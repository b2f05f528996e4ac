//! The heading navigator: popup state, filtering, and jump semantics.
//!
//! The controller is deliberately host-free. It holds the popup's state
//! while it is open (heading list, filter text, selection, preview
//! bookkeeping) and hands side effects back as [`NavigatorEvent`] values;
//! the host decides how to scroll, highlight, and render. Everything that
//! touches the actual document view lives in [`scroll`] and behind the
//! [`EditorView`] trait.

pub mod scroll;
pub mod view;

pub use scroll::{Alignment, ScrollSync, ScrollTuning};
pub use view::{EditorView, SpanRect, ViewportSnapshot};

use crate::outline::{HeadingEntry, HeadingId, apply_filter};

/// Side effect requested by the controller, for the host to carry out.
#[derive(Debug, Clone, PartialEq, Eq)]
pub enum NavigatorEvent {
    /// Non-committal navigation: align the view with this heading while the
    /// popup stays open.
    Preview(HeadingEntry),
    /// The user confirmed this heading; perform the final jump.
    Select(HeadingEntry),
}

/// Why the popup went away. Only `Cancelled` restores the captured viewport.
#[derive(Debug, Clone, Copy, PartialEq, Eq)]
pub enum CloseReason {
    Confirmed,
    Dismissed,
    Cancelled,
}

/// Popup sizing preferences. Out-of-range values are clamped, never honored.
#[derive(Debug, Clone, Copy, PartialEq)]
pub struct DisplayOptions {
    width: u16,
    max_height_ratio: f64,
}

impl DisplayOptions {
    pub const MIN_WIDTH: u16 = 24;
    pub const MAX_WIDTH: u16 = 120;

    pub fn new(width: u16, max_height_ratio: f64) -> Self {
        Self {
            width: width.clamp(Self::MIN_WIDTH, Self::MAX_WIDTH),
            max_height_ratio: max_height_ratio.clamp(0.2, 0.9),
        }
    }

    pub fn width(&self) -> u16 {
        self.width
    }

    /// Popup height cap as a fraction of the host viewport height.
    pub fn max_height_ratio(&self) -> f64 {
        self.max_height_ratio
    }
}

impl Default for DisplayOptions {
    fn default() -> Self {
        Self::new(56, 0.6)
    }
}

/// Handed back by [`Navigator::close`] so the host can decide whether to
/// restore the viewport.
#[derive(Debug, Clone, PartialEq)]
pub struct ClosedSession {
    pub reason: CloseReason,
    pub snapshot: ViewportSnapshot,
}

/// State that exists only while the popup is open.
struct Session {
    headings: Vec<HeadingEntry>,
    filter_text: String,
    /// Indices into `headings` that survive the current filter.
    filtered: Vec<usize>,
    selected: Option<HeadingId>,
    /// Dedup gate: the heading the host was last told to preview.
    last_previewed: Option<HeadingId>,
    snapshot: ViewportSnapshot,
}

/// The popup controller. Closed is the absence of a session.
pub struct Navigator {
    display: DisplayOptions,
    session: Option<Session>,
}

impl Navigator {
    /// Longest accepted filter text, to keep per-keystroke refiltering cheap.
    const MAX_FILTER_LEN: usize = 256;

    pub fn new(display: DisplayOptions) -> Self {
        Self {
            display,
            session: None,
        }
    }

    pub fn is_open(&self) -> bool {
        self.session.is_some()
    }

    pub fn display(&self) -> DisplayOptions {
        self.display
    }

    pub fn set_display_options(&mut self, width: u16, max_height_ratio: f64) {
        self.display = DisplayOptions::new(width, max_height_ratio);
    }

    /// Open the popup over `headings`, seeded with the heading the cursor
    /// is in. The snapshot is kept for the whole session and returned on
    /// close. Previews the seeded selection (first entry when `active` is
    /// `None`).
    pub fn open(
        &mut self,
        headings: Vec<HeadingEntry>,
        active: Option<HeadingId>,
        snapshot: ViewportSnapshot,
    ) -> Option<NavigatorEvent> {
        let outcome = apply_filter(&headings, "", active);
        self.session = Some(Session {
            headings,
            filter_text: String::new(),
            filtered: outcome.filtered,
            selected: outcome.selected,
            last_previewed: None,
            snapshot,
        });
        self.preview(false)
    }

    /// Replace the heading list while the popup is open, typically after a
    /// document change or an external cursor move. Re-runs the filter with
    /// `active` as the reselection candidate. Never previews: the view
    /// already shows whatever caused this update.
    pub fn update(
        &mut self,
        headings: Vec<HeadingEntry>,
        active: Option<HeadingId>,
        preserve_filter: bool,
    ) {
        let Some(session) = self.session.as_mut() else {
            return;
        };
        if !preserve_filter {
            session.filter_text.clear();
        }
        let outcome = apply_filter(&headings, &session.filter_text, active);
        session.headings = headings;
        session.filtered = outcome.filtered;
        session.selected = outcome.selected;
        // A vanished selection also voids the dedup memory, so the heading
        // previews again if a later update brings it back.
        if session.selected.is_none() {
            session.last_previewed = None;
        }
    }

    /// Move the selection by `delta` within the filtered list, wrapping at
    /// both ends. No-op while nothing matches.
    pub fn move_selection(&mut self, delta: isize) -> Option<NavigatorEvent> {
        let session = self.session.as_mut()?;
        if session.filtered.is_empty() {
            return None;
        }

        let len = session.filtered.len() as isize;
        let index = session
            .selected
            .and_then(|id| {
                session
                    .filtered
                    .iter()
                    .position(|&i| session.headings[i].id() == id)
            })
            .map_or(-1, |i| i as isize);

        let next = (index + delta).rem_euclid(len) as usize;
        session.selected = Some(session.headings[session.filtered[next]].id());
        self.preview(false)
    }

    /// Append one character to the filter. Control characters and input
    /// past the length cap are ignored.
    pub fn push_filter_char(&mut self, c: char) -> Option<NavigatorEvent> {
        let session = self.session.as_mut()?;
        if session.filter_text.len() >= Self::MAX_FILTER_LEN {
            return None;
        }
        if c.is_control() && c != '\t' {
            return None;
        }
        session.filter_text.push(c);
        self.refilter()
    }

    /// Remove the last filter character, if any.
    pub fn pop_filter_char(&mut self) -> Option<NavigatorEvent> {
        let session = self.session.as_mut()?;
        session.filter_text.pop()?;
        self.refilter()
    }

    /// Replace the whole filter text.
    pub fn set_filter(&mut self, text: impl Into<String>) -> Option<NavigatorEvent> {
        let session = self.session.as_mut()?;
        session.filter_text = text.into();
        self.refilter()
    }

    /// Resolve the current selection against the full heading list and ask
    /// the host to jump there. `None` (and the popup stays open) when
    /// nothing is selected or the selection no longer resolves.
    pub fn confirm(&self) -> Option<NavigatorEvent> {
        let session = self.session.as_ref()?;
        let id = session.selected?;
        session
            .headings
            .iter()
            .find(|h| h.id() == id)
            .map(|h| NavigatorEvent::Select(h.clone()))
    }

    /// Close the popup and discard its state. Returns the session snapshot
    /// with the reason so the host can restore the viewport on a cancel.
    pub fn close(&mut self, reason: CloseReason) -> Option<ClosedSession> {
        self.session.take().map(|session| ClosedSession {
            reason,
            snapshot: session.snapshot,
        })
    }

    pub fn filter_text(&self) -> &str {
        self.session
            .as_ref()
            .map_or("", |s| s.filter_text.as_str())
    }

    pub fn selected(&self) -> Option<HeadingId> {
        self.session.as_ref().and_then(|s| s.selected)
    }

    /// Position of the selection within the filtered list.
    pub fn selected_index(&self) -> Option<usize> {
        let session = self.session.as_ref()?;
        let id = session.selected?;
        session
            .filtered
            .iter()
            .position(|&i| session.headings[i].id() == id)
    }

    /// Entries surviving the filter, in document order.
    pub fn filtered_entries(&self) -> impl Iterator<Item = &HeadingEntry> {
        self.session
            .iter()
            .flat_map(|s| s.filtered.iter().map(|&i| &s.headings[i]))
    }

    /// (matching, total) heading counts for the popup title.
    pub fn match_counts(&self) -> (usize, usize) {
        self.session
            .as_ref()
            .map_or((0, 0), |s| (s.filtered.len(), s.headings.len()))
    }

    /// A filter edit re-runs the engine and always previews the outcome,
    /// even when the selected heading did not change.
    fn refilter(&mut self) -> Option<NavigatorEvent> {
        let session = self.session.as_mut()?;
        let outcome = apply_filter(&session.headings, &session.filter_text, session.selected);
        session.filtered = outcome.filtered;
        session.selected = outcome.selected;
        self.preview(true)
    }

    /// Issue a preview for the current selection through the dedup gate.
    /// `force` bypasses the comparison but still records the heading.
    fn preview(&mut self, force: bool) -> Option<NavigatorEvent> {
        let session = self.session.as_mut()?;
        match session.selected {
            None => {
                session.last_previewed = None;
                None
            }
            Some(id) => {
                if !force && session.last_previewed == Some(id) {
                    return None;
                }
                let entry = session.headings.iter().find(|h| h.id() == id)?;
                session.last_previewed = Some(id);
                Some(NavigatorEvent::Preview(entry.clone()))
            }
        }
    }
}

◆ ◆ ◆

TASK ITEM:
Look through the entries above; find each line with the word "next" and copy it.

ANSWER TO THIS EXERCISE:
        let next = (index + delta).rem_euclid(len) as usize;
        session.selected = Some(session.headings[session.filtered[next]].id());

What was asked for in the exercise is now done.